What is completely unknown and what can only be guessed at is whether these stone circles had a roof or not? The reliefs decorating the columns depict lions, bulls, wild boars, foxes, gazelles and donkeys, as well as snakes, spiders and birds, usually vultures. Interestingly, both in Çatalhöyük and in Jericho.


Another boar...

What are the carved figures silent about?


There are also images of humanoid figures in Gobekli Tepe. The T-shaped pillars depict human hands as well as loincloths, which is quite amazing. It is unknown what such… “whimsical” images were intended for and what purpose they served. In any case, this is clearly a cult, and a cult of what, we will most likely never know.

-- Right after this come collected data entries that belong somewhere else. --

use std::time::Duration;

use tokio::sync::mpsc;
use tokio::time::Instant;

use super::RecomputeScheduler;

/// Run the move debounce on the current task until `moves` closes.
///
/// Every received `()` is a map move. Once moves have been quiet for `delay`
/// the loop yields to the runtime and then calls `on_idle`. A debounce still
/// pending when the channel closes is flushed the same way. Returns the
/// number of passes run.
pub async fn run_move_loop<F>(
    mut moves: mpsc::UnboundedReceiver<()>,
    delay: Duration,
    mut on_idle: F,
) -> usize
where
    F: FnMut(),
{
    let mut scheduler = RecomputeScheduler::new(delay);
    let mut passes = 0;

    loop {
        let deadline = scheduler.deadline().map(Instant::from_std);
        let sleep = tokio::time::sleep_until(deadline.unwrap_or_else(|| Instant::now() + delay));

        tokio::select! {
            received = moves.recv() => {
                let Some(()) = received else {
                    break;
                };
                scheduler.notify(Instant::now().into_std());
            }
            _ = sleep, if deadline.is_some() => {
                if scheduler.poll(Instant::now().into_std()) {
                    passes += run_at_idle(&mut scheduler, &mut on_idle).await;
                }
            }
        }
    }

    if scheduler.flush() {
        passes += run_at_idle(&mut scheduler, &mut on_idle).await;
    }
    tracing::debug!(passes, "move loop stopped");
    passes
}

async fn run_at_idle<F: FnMut()>(scheduler: &mut RecomputeScheduler, on_idle: &mut F) -> usize {
    tokio::task::yield_now().await;
    if scheduler.take_idle() {
        on_idle();
        1
    } else {
        0
    }
}
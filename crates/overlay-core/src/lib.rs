pub mod config;
pub mod constants;
pub mod context;
pub mod models;
pub mod panel;
pub mod prefs;
pub mod reconcile;
pub mod scheduler;
pub mod store;
pub mod visibility;

pub use config::{ConfigError, CoreConfig};
pub use context::{
    Coverage, EditorContext, Layer, LayerRegistry, LocalPhotoSet, MapView, ModeController,
    PhotoService, RenderGate,
};
pub use models::{
    BoundsCoverage, Editor, Extent, LayerDescriptor, LayerSet, LocalPhotoFiles, MapState, MinZoom,
    Mode, ModeState,
};
pub use panel::{PanelEvent, PhotoOverlaysPanel, SectionId, SectionPatches};
pub use prefs::{PrefUpdate, PreferenceStore};
pub use reconcile::{partition, ControlItem, ControlState, Partition, Patch, RenderedList};
pub use scheduler::{Debouncer, IdleQueue, RecomputeScheduler};
pub use store::FilterState;
pub use visibility::{is_layer_shown, restore_layers, set_layer_visibility, toggle_layer};
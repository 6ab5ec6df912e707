mod commands;
mod demo;
mod logging;

use std::path::PathBuf;
use std::time::Duration;

use anyhow::Context;
use clap::{Parser, Subcommand};
use serde_json::Value;

use overlay_core::{CoreConfig, Extent};

use commands::Session;

#[derive(Parser)]
#[command(name = "overlay-cli")]
#[command(about = "Inspect and edit photo overlay panel state")]
struct Cli {
    /// Directory holding the preference files (overrides OVERLAY_DATA_DIR)
    #[arg(long, global = true)]
    data_dir: Option<PathBuf>,

    /// Origin the preferences are scoped to (overrides OVERLAY_ORIGIN)
    #[arg(long, global = true)]
    origin: Option<String>,

    /// Interaction mode to run the command in, e.g. `select` or `draw-line`
    #[arg(long, global = true)]
    mode: Option<String>,

    /// Pretty-print JSON output
    #[arg(long, short, global = true)]
    pretty: bool,

    #[command(subcommand)]
    command: Commands,
}

#[derive(Subcommand)]
enum Commands {
    /// Read and write raw preference entries
    Prefs {
        #[command(subcommand)]
        action: PrefsAction,
    },

    /// Show or toggle layers of the demo layer set
    Layers {
        #[command(subcommand)]
        action: LayersAction,
    },

    /// Change photo filters through the panel
    Filter {
        #[command(subcommand)]
        action: FilterAction,
    },

    /// Run one reconciliation pass and print the patches
    Render {
        /// Map zoom level
        #[arg(long)]
        zoom: Option<f64>,

        /// Visible area as min_lon,min_lat,max_lon,max_lat
        #[arg(long, value_parser = parse_bbox)]
        bbox: Option<Extent>,

        /// Local photo files to load before rendering
        #[arg(long = "photo")]
        photos: Vec<PathBuf>,

        /// Print the materialized sections instead of the patches
        #[arg(long)]
        sections: bool,
    },

    /// Pan the map repeatedly and report the debounced passes
    Moves {
        /// Number of map moves
        #[arg(long, default_value_t = 10)]
        count: usize,

        /// Milliseconds between moves
        #[arg(long, default_value_t = 100)]
        interval_ms: u64,
    },
}

#[derive(Subcommand)]
enum PrefsAction {
    /// Print a stored value
    Get { key: String },
    /// Store a value
    Set { key: String, value: String },
    /// Delete a stored value
    Remove { key: String },
    /// Print every stored entry
    List,
}

#[derive(Subcommand)]
enum LayersAction {
    /// List layers with their visibility
    Show,
    /// Flip a layer's visibility and persist it
    Toggle { id: String },
}

#[derive(Subcommand)]
enum FilterAction {
    /// Flip a photo type (flat, panoramic)
    Type { photo_type: String },
    /// Set fromDate or toDate (YYYY-MM-DD, empty to clear)
    Date { member: String, value: String },
    /// Set the username filter (separated by `;` or `,`)
    Usernames { raw: String },
}

fn main() {
    let cli = Cli::parse();

    if let Err(e) = logging::init_logging() {
        eprintln!("Warning: {e:#}");
    }

    match run(cli) {
        Ok((output, pretty)) => print_json(&output, pretty),
        Err(e) => {
            eprintln!("Error: {e:#}");
            std::process::exit(1);
        }
    }
}

fn run(cli: Cli) -> anyhow::Result<(Value, bool)> {
    let config = load_config(&cli);
    let mut session = Session::open(&config, cli.mode.as_deref());

    let output = match cli.command {
        Commands::Prefs { action } => match action {
            PrefsAction::Get { key } => session.prefs_get(&key)?,
            PrefsAction::Set { key, value } => session.prefs_set(&key, &value)?,
            PrefsAction::Remove { key } => session.prefs_remove(&key)?,
            PrefsAction::List => session.prefs_list(),
        },
        Commands::Layers { action } => match action {
            LayersAction::Show => session.layers_show(),
            LayersAction::Toggle { id } => session.layers_toggle(&id)?,
        },
        Commands::Filter { action } => {
            session.panel.render();
            let patches = match action {
                FilterAction::Type { photo_type } => session.panel.toggle_photo_type(&photo_type),
                FilterAction::Date { member, value } => session.panel.set_date_filter(&member, &value),
                FilterAction::Usernames { raw } => session.panel.set_username_filter(&raw),
            };
            serde_json::to_value(&patches).context("failed to encode patches")?
        }
        Commands::Render {
            zoom,
            bbox,
            photos,
            sections,
        } => {
            session.set_view(bbox, zoom);
            session.load_local_photos(photos);
            let patches = session.render()?;
            if sections {
                session.sections()?
            } else {
                patches
            }
        }
        Commands::Moves { count, interval_ms } => {
            session.simulate_moves(count, Duration::from_millis(interval_ms))?
        }
    };

    Ok((output, cli.pretty))
}

/// Environment first, then command-line flags on top.
fn load_config(cli: &Cli) -> CoreConfig {
    let mut config = CoreConfig::from_env().unwrap_or_else(|e| {
        tracing::warn!(error = %e, "ignoring invalid environment configuration");
        CoreConfig::default()
    });
    if let Some(ref dir) = cli.data_dir {
        config.data_dir = dir.clone();
    }
    if let Some(ref origin) = cli.origin {
        config.origin = origin.clone();
    }
    config
}

fn parse_bbox(raw: &str) -> Result<Extent, String> {
    let parts: Vec<f64> = raw
        .split(',')
        .map(|part| part.trim().parse::<f64>())
        .collect::<Result<_, _>>()
        .map_err(|e| format!("invalid coordinate: {e}"))?;
    match parts[..] {
        [min_lon, min_lat, max_lon, max_lat] if min_lon <= max_lon && min_lat <= max_lat => {
            Ok(Extent::new(min_lon, min_lat, max_lon, max_lat))
        }
        [_, _, _, _] => Err("minimum corner must not exceed maximum corner".to_string()),
        _ => Err(format!("expected 4 comma-separated numbers, got {}", parts.len())),
    }
}

fn print_json(value: &Value, pretty: bool) {
    let text = if pretty {
        serde_json::to_string_pretty(value)
    } else {
        serde_json::to_string(value)
    };
    match text {
        Ok(text) => println!("{text}"),
        Err(e) => eprintln!("Error: failed to encode output: {e}"),
    }
}

#[cfg(test)]
mod tests {
    use super::*;

    #[test]
    fn test_parse_bbox() {
        let extent = parse_bbox("10.6, 59.8,10.9,60.0").unwrap();
        assert_eq!(extent, Extent::new(10.6, 59.8, 10.9, 60.0));
        assert!(parse_bbox("1,2,3").is_err());
        assert!(parse_bbox("a,b,c,d").is_err());
        assert!(parse_bbox("5,5,1,1").is_err());
    }

    #[test]
    fn test_cli_flags_override_config() {
        let cli = Cli::parse_from([
            "overlay-cli",
            "--data-dir",
            "/tmp/overlay-test",
            "--origin",
            "osm.org",
            "prefs",
            "list",
        ]);
        let config = load_config(&cli);
        assert_eq!(config.data_dir, PathBuf::from("/tmp/overlay-test"));
        assert_eq!(config.origin, "osm.org");
    }

    #[test]
    fn test_global_flags_after_subcommand() {
        let cli = Cli::parse_from(["overlay-cli", "layers", "toggle", "osm", "--mode", "draw-line"]);
        assert_eq!(cli.mode.as_deref(), Some("draw-line"));
        assert!(matches!(
            cli.command,
            Commands::Layers { action: LayersAction::Toggle { ref id } } if id == "osm"
        ));
    }
}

The floors in the “temples” are either leveled rock from which pedestals were cut for a pair of central T-shaped columns. Or is it compacted lime.


T-shaped stone

Later fences are already rectangular in shape, but T-shaped columns are also present here, that is, the function of the structure itself has not changed, although the external fence is different. The circular structures date back to 9000 BC. BC, but the limestone floors in the rectangular buildings give us dates between 8800 and 8000 BC. e. That is, the rectangles were built later. Moreover, usually T-shaped pillars up to 1,5 meters high are located in the center of the room. Fierce lions are depicted on two pillars. Therefore, the room where they were excavated was called the “building on lion pillars.”


"The Angry Lion"

In general, Gobekli Tepe is such an interesting place that it is simply impossible to tell about it in one material.

To be continued ...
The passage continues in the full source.